Entre 15 et 20 ans, les jeunes doivent quitter les soins pédiatriques pour les soins adultes. Des mesures sont mises en place pour atténuer les potentiels effets négatifs de cette transition, surtout dans les cas de maladies chroniques.
«Maintenant, ça va bien. Je n’ai plus de gêne, j’arrive à communiquer. Et je me sens écoutée.» Atteinte de malformation cardiaque, Thalia Michellod est suivie depuis la naissance par le CHUV. Le nouveau programme de transition du Service de cardiologie du CHUV lui a permis de passer de l’Unité de cardiologie pédiatrique au Secteur de cardiologie adulte, avec sérénité, malgré quelques frayeurs au début. «Lorsque j’ai appris, à l’âge de 18 ans, que je changeais de prise en charge, je me suis sentie lâchée, perdue. C’était très stressant. Dans un deuxième temps, j’ai découvert qu’il y avait un programme spécial. Ça m’a rassurée», témoigne la jeune femme de 22 ans.
Habituellement, le passage de la pédiatrie aux soins adultes consiste en un simple transfert des patient-es. Les informations sont transmises d’un système à l’autre, mais sans processus d’accompagnement. Or, cette transition peut provoquer beaucoup d’anxiété tant aux jeunes qu’à leurs parents, qui craignent que la nouvelle prise en charge ne soit pas adaptée.
En outre, le ou la jeune doit apprendre à gérer seul-e ses consultations, et plus largement sa santé, alors qu’il, ou elle traverse de profonds changements psychologiques, physiologiques et sociétaux. Un vrai défi. «Certains jeunes n’ont pas conscience qu’ils doivent absolument continuer leurs contrôles de suivi. On les perd de vue. Ils reviennent beaucoup plus tard, avec de nombreux problèmes de santé», témoigne Colette Gendre, infirmière spécialisée de l’Unité de cardiologie pédiatrique.
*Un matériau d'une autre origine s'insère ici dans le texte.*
//! ConsumerRegistry - トピックフィルタと HandlerFactory の対応表
//!
//! # 学習ポイント
//! - BTreeMap での型消去された trait object の管理
//! - Arc による共有所有権（dispatch 中もロックを握らない）
//! - 二重登録は上書きせずに Err で知らせる（Fail-fast）

use std::collections::BTreeMap;
use std::sync::{Arc, PoisonError, RwLock};

use super::handler::HandlerFactory;
use crate::domain::topic::{TopicError, TopicFilter};

/// RegistryError は ConsumerRegistry の操作エラー
#[derive(Debug, Clone, PartialEq, Eq, thiserror::Error)]
pub enum RegistryError {
    #[error("a consumer for topic filter '{0}' is already registered")]
    AlreadyRegistered(String),

    #[error(transparent)]
    InvalidFilter(#[from] TopicError),
}

/// One registered consumer, as handed to the dispatcher.
#[derive(Clone)]
pub struct Registration {
    pub filter: TopicFilter,
    pub factory: Arc<dyn HandlerFactory>,
}

/// ConsumerRegistry はフィルタごとに 1 つの factory を保持する
///
/// # 使用例
/// ```ignore
/// let registry = ConsumerRegistry::new();
/// registry.register("plant/+/temperature", || TemperatureHandler)?;
///
/// for r in registry.matching("plant/line-1/temperature") { ... }
/// ```
///
/// ブローカーについては何も知らない。購読は ConnectionManager の仕事。
#[derive(Default)]
pub struct ConsumerRegistry {
    consumers: RwLock<BTreeMap<TopicFilter, Arc<dyn HandlerFactory>>>,
}

impl ConsumerRegistry {
    pub fn new() -> Self {
        Self::default()
    }

    pub fn register<F>(&self, filter: &str, factory: F) -> Result<TopicFilter, RegistryError>
    where
        F: HandlerFactory + 'static,
    {
        let filter = TopicFilter::new(filter)?;
        let mut consumers = self.consumers.write().unwrap_or_else(PoisonError::into_inner);
        if consumers.contains_key(&filter) {
            return Err(RegistryError::AlreadyRegistered(filter.to_string()));
        }
        consumers.insert(filter.clone(), Arc::new(factory));
        Ok(filter)
    }

    /// Every registration whose filter matches `topic`, in filter order.
    pub fn matching(&self, topic: &str) -> Vec<Registration> {
        self.consumers
            .read()
            .unwrap_or_else(PoisonError::into_inner)
            .iter()
            .filter(|(filter, _)| filter.matches(topic))
            .map(|(filter, factory)| Registration {
                filter: filter.clone(),
                factory: Arc::clone(factory),
            })
            .collect()
    }

    pub fn filters(&self) -> Vec<TopicFilter> {
        self.consumers
            .read()
            .unwrap_or_else(PoisonError::into_inner)
            .keys()
            .cloned()
            .collect()
    }

    pub fn len(&self) -> usize {
        self.consumers.read().unwrap_or_else(PoisonError::into_inner).len()
    }

    pub fn is_empty(&self) -> bool {
        self.len() == 0
    }
}

#[cfg(test)]
mod tests {
    use super::*;
    use crate::domain::errors::HandlerError;
    use crate::domain::message::InboundMessage;
    use crate::typed::handler::MessageHandler;
    use async_trait::async_trait;

    struct Noop;

    #[async_trait]
    impl MessageHandler for Noop {
        async fn handle(&self, _message: Arc<InboundMessage>) -> Result<(), HandlerError> {
            Ok(())
        }
    }

    #[test]
    fn test_register_and_match() {
        let registry = ConsumerRegistry::new();
        registry.register("a/+/c", || Noop).unwrap();

        let matches = registry.matching("a/b/c");
        assert_eq!(matches.len(), 1);
        assert_eq!(matches[0].filter.as_str(), "a/+/c");
        assert!(registry.matching("a/b/d").is_empty());
    }

    #[test]
    fn test_double_registration() {
        let registry = ConsumerRegistry::new();
        registry.register("a/#", || Noop).unwrap();

        let result = registry.register("a/#", || Noop);

        assert_eq!(result, Err(RegistryError::AlreadyRegistered("a/#".into())));
        assert_eq!(registry.len(), 1);
    }

    #[test]
    fn test_overlapping_filters_all_match() {
        let registry = ConsumerRegistry::new();
        registry.register("plant/#", || Noop).unwrap();
        registry.register("plant/+/temp", || Noop).unwrap();
        registry.register("plant/line-1/temp", || Noop).unwrap();
        registry.register("office/#", || Noop).unwrap();

        let filters: Vec<String> = registry
            .matching("plant/line-1/temp")
            .into_iter()
            .map(|r| r.filter.to_string())
            .collect();

        assert_eq!(filters, vec!["plant/#", "plant/+/temp", "plant/line-1/temp"]);
    }

    #[test]
    fn test_invalid_filter_is_rejected() {
        let registry = ConsumerRegistry::new();
        let result = registry.register("a/#/b", || Noop);
        assert!(matches!(result, Err(RegistryError::InvalidFilter(_))));
        assert!(registry.is_empty());
    }
}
Pour remédier à cette problématique, la médecine de transition se développe depuis plusieurs années, en particulier dans le cadre des maladies chroniques. Elle permet la mise en place d’un processus organisé et coordonné, réparti en trois étapes : la préparation, le passage et le suivi. La thématique du transfert est discutée dès le début de l’adolescence, afin que cette étape soit perçue comme normale. Le moment de la transition est décidé conjointement. Les questions de droits, de responsabilité et de prévention sont abordées.
Lors de la transition, des rencontres réunissent le ou la jeune, les parents, l’ancienne équipe soignante et la nouvelle, idéalement une fois en pédiatrie et une fois en soins adultes sont organisées. Au CHUV, le Service de cardiologie a fait passer en 2017 le nombre de consultations conjointes de un à cinq, si nécessaire. Pour le Service de cardiologie, cela signifie 80 consultations de transition par an. « On leur apprend à connaître leur maladie, à savoir se positionner, à prendre leur place et à poser des questions. Si on voit qu’ils n’ont pas osé aborder certains aspects, on leur demande, à la fin de la séance, s’ils souhaitent en parler», précise Colette Gendre.
Depuis janvier 2023, deux infirmières de l’Unité de cardiologie pédiatrique passent chacune, une journée par semaine en cardiologie adulte. « On peut ainsi s’assurer que le jeune se rend sur place. S’il ne vient pas, on l’appelle, on discute. Souvent, les jeunes expliquent que la prise de rendezvous n’est pas leur priorité, ils préfèrent les convocations », précise Colette Gendre. Désormais, de nombreux services du CHUV, comme la rhumatologie, l’endocrinologie, l’oncologie ou encore la psychiatrie, proposent une médecine de transition. «En réalité, tous les jeunes devraient pouvoir en profiter. Le jeu en vaut vraiment la chandelle», conclut Colette Gendre.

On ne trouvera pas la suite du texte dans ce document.